## TASK DATA
--

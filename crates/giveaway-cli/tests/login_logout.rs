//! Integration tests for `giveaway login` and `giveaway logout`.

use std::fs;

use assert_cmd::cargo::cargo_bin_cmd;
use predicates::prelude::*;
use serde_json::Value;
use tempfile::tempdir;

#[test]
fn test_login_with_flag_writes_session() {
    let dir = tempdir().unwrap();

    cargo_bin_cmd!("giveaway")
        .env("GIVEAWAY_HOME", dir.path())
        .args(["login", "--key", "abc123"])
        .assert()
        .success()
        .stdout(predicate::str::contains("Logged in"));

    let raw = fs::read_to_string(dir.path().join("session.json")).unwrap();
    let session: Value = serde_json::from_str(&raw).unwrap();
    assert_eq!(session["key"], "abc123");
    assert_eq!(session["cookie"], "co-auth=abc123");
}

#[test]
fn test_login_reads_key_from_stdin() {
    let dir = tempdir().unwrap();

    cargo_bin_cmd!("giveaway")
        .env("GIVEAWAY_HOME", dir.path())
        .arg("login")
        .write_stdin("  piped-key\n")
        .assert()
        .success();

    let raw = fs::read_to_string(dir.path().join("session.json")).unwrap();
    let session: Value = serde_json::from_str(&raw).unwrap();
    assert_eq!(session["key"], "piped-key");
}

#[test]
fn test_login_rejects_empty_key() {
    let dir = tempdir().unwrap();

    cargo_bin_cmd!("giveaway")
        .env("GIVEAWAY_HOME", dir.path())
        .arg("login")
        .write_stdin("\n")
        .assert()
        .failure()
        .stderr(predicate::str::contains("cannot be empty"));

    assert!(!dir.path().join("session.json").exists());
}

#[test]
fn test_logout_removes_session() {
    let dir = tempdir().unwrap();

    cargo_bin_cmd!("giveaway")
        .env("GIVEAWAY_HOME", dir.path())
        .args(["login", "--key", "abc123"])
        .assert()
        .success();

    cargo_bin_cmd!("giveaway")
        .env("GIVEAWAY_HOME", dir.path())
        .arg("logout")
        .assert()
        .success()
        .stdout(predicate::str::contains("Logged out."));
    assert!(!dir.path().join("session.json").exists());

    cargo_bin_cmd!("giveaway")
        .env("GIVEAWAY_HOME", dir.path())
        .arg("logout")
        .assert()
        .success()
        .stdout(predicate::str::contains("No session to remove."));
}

--

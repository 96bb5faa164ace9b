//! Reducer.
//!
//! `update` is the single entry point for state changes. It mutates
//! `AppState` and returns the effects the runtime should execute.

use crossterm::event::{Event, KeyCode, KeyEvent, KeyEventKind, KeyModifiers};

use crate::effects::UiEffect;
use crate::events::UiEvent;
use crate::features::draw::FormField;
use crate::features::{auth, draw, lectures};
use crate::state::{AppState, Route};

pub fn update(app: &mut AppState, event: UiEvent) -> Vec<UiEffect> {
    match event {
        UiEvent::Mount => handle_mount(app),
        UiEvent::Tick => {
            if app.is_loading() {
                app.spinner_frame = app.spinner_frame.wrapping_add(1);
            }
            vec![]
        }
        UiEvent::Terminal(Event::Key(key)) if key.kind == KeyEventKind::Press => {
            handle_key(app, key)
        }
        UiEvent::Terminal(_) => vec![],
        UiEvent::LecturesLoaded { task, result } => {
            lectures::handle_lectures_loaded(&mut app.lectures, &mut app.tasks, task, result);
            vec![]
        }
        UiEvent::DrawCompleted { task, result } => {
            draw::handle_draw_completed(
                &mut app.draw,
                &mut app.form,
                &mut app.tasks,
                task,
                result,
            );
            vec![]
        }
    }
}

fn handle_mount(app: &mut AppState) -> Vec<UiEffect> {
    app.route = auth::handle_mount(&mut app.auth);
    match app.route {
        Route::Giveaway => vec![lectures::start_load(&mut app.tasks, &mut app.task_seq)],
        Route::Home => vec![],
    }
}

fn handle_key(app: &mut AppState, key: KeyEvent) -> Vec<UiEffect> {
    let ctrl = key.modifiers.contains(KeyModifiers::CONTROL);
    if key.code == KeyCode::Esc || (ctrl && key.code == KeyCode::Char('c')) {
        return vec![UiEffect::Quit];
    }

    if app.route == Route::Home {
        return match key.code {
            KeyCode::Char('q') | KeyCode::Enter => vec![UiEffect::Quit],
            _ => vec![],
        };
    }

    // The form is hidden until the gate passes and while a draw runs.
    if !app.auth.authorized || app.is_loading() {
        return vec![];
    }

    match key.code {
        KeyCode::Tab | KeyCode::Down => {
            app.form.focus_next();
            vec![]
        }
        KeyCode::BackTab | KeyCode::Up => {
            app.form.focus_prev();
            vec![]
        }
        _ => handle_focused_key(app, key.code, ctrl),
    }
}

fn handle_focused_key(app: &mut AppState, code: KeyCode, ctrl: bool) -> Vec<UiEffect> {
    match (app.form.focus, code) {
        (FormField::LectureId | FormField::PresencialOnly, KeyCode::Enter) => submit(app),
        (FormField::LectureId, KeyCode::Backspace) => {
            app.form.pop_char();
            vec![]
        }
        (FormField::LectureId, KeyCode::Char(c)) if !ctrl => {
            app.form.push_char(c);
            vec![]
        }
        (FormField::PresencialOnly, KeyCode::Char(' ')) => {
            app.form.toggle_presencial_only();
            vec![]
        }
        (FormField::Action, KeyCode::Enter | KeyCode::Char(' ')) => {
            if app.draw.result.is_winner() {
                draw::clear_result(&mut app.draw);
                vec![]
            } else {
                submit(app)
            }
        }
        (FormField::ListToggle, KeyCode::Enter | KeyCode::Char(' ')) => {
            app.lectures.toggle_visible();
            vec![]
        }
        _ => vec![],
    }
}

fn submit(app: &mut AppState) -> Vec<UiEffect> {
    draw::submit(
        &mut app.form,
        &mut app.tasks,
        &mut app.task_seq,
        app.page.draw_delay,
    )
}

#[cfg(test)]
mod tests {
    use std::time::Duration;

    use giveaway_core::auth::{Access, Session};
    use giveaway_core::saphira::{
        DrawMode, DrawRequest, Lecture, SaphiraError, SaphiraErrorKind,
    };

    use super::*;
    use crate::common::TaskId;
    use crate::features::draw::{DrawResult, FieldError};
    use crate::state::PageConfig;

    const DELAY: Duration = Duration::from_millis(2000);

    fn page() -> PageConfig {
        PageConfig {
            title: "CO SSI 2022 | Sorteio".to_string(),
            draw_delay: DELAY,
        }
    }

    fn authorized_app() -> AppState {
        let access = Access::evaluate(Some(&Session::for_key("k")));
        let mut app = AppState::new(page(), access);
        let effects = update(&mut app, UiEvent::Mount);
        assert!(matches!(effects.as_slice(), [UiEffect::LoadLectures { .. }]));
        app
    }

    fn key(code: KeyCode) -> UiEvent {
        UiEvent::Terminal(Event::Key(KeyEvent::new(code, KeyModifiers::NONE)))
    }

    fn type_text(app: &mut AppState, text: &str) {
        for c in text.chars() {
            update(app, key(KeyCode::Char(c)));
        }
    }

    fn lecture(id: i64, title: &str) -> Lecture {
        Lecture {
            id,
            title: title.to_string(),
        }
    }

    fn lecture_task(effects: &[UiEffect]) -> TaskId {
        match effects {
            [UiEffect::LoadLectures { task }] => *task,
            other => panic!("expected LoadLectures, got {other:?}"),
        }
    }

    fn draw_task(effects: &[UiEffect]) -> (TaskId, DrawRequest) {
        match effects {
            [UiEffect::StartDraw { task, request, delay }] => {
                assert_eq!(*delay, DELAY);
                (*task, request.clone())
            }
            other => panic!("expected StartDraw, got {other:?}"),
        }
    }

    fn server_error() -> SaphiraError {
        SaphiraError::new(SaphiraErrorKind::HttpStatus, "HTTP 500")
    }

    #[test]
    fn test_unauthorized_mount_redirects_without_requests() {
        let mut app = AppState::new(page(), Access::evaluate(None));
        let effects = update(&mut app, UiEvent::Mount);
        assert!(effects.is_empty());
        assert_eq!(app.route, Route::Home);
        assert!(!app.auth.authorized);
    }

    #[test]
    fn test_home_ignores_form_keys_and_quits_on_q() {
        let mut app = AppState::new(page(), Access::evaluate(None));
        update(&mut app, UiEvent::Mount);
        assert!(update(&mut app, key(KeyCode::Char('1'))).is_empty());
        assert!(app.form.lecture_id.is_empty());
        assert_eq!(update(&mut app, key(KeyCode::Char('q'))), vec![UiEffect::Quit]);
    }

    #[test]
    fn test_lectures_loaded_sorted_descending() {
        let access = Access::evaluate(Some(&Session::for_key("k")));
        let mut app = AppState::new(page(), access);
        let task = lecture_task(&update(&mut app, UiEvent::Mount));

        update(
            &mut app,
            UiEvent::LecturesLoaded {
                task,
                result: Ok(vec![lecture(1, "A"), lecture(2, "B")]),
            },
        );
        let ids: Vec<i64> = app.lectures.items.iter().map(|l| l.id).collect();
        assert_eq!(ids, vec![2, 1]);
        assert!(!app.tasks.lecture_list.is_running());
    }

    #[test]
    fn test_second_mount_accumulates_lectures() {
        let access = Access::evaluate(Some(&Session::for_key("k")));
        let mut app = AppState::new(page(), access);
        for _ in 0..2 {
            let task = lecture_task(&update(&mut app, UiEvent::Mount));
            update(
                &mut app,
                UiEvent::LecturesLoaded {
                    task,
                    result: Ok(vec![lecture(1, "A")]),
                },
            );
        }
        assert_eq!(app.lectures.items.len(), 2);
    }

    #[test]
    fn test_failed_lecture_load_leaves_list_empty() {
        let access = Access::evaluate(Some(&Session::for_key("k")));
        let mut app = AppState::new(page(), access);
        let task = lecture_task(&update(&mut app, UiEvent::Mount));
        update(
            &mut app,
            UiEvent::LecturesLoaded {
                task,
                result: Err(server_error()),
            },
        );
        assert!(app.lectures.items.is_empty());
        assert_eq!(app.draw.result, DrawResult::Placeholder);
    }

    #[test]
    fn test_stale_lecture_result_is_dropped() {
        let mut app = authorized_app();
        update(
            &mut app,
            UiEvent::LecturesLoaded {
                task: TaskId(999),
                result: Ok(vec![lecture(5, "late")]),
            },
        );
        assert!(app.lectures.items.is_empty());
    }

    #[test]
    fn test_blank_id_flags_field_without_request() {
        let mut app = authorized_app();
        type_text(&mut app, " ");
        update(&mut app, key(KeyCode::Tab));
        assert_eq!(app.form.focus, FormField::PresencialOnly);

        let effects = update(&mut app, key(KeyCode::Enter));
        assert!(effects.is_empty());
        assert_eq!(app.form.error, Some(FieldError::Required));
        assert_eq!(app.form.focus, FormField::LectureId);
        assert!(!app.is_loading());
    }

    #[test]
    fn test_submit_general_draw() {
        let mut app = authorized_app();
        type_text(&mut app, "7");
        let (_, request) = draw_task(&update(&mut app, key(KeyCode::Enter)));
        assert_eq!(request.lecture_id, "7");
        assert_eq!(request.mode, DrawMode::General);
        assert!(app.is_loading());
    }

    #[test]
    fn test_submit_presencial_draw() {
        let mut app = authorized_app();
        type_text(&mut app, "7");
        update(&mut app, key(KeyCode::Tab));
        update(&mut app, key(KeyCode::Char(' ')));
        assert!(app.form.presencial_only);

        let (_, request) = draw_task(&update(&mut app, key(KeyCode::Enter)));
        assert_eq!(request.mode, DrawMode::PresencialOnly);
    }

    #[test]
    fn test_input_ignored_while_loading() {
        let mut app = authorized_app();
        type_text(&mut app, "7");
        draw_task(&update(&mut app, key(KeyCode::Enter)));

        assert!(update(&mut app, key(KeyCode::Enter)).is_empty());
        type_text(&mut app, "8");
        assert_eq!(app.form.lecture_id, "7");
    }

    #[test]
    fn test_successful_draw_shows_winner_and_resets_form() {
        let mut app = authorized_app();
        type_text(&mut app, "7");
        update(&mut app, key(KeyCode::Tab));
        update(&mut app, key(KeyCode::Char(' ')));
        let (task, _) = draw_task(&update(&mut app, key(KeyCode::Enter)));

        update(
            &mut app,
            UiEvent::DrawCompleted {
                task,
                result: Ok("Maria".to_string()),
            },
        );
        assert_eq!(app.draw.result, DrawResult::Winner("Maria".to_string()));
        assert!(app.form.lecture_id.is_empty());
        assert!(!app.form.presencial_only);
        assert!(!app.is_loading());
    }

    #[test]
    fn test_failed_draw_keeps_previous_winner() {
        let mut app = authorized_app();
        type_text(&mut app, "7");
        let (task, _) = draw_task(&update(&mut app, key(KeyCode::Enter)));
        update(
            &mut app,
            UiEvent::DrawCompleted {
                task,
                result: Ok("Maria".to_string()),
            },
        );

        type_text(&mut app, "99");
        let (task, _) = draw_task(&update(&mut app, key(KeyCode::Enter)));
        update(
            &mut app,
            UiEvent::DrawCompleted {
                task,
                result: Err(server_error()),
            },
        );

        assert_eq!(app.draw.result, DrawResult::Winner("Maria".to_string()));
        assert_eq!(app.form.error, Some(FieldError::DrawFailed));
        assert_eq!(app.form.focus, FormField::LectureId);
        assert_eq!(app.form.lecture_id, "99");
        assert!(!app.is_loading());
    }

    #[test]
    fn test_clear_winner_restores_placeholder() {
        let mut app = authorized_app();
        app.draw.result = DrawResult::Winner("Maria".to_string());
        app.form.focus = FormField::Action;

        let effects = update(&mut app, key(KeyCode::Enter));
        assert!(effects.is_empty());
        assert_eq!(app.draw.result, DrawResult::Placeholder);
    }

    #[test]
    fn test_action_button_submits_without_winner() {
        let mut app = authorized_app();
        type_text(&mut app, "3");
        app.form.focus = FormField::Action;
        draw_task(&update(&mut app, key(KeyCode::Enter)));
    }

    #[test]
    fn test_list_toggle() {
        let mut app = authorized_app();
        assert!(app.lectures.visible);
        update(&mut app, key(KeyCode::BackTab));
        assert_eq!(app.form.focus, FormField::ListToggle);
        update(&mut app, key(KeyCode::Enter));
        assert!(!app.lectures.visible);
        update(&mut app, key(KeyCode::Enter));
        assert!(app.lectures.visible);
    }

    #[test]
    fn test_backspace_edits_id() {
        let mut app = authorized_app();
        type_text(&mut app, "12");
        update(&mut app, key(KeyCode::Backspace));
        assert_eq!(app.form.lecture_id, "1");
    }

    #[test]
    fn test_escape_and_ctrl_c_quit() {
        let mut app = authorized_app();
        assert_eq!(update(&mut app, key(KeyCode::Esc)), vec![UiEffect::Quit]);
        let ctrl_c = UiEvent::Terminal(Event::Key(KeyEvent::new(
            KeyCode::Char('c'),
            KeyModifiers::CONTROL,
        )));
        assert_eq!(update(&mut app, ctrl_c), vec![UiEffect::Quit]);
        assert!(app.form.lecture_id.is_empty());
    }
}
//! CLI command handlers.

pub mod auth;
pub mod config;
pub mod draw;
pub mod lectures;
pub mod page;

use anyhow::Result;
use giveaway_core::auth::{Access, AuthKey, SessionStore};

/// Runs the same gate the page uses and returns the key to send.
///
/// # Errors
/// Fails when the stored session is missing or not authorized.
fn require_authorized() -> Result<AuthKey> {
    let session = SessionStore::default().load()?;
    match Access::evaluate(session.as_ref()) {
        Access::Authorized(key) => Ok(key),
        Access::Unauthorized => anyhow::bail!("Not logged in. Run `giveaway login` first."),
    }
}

--

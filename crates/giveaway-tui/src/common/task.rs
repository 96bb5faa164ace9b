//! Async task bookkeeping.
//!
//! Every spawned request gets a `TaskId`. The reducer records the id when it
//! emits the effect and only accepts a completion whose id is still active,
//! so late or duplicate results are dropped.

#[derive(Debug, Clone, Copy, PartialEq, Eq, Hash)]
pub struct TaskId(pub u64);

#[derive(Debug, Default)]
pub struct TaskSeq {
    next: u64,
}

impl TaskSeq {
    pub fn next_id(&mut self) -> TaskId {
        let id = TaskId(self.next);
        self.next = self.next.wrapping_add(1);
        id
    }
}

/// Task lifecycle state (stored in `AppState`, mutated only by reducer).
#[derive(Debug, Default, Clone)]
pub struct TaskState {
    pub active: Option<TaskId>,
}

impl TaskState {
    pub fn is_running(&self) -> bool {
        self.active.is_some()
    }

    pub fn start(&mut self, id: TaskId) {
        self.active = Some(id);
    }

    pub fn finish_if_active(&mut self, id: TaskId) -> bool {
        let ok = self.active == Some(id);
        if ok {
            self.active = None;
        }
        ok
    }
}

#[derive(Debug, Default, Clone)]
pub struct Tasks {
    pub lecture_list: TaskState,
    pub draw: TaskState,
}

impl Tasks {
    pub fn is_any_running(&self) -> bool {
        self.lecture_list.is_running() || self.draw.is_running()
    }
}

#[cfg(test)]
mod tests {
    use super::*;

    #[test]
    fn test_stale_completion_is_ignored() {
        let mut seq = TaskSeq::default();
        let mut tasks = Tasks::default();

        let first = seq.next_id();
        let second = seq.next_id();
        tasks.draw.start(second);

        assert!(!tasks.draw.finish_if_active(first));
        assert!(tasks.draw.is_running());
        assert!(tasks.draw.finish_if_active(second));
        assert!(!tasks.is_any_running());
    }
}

--

## EXERCISE DESCRIPTION
Which lines hold the word "features"? Copy each of them from the records.

## RESPONSE TO THIS TASK
use crate::features::draw::FormField;
use crate::features::{auth, draw, lectures};
    use crate::features::draw::{DrawResult, FieldError};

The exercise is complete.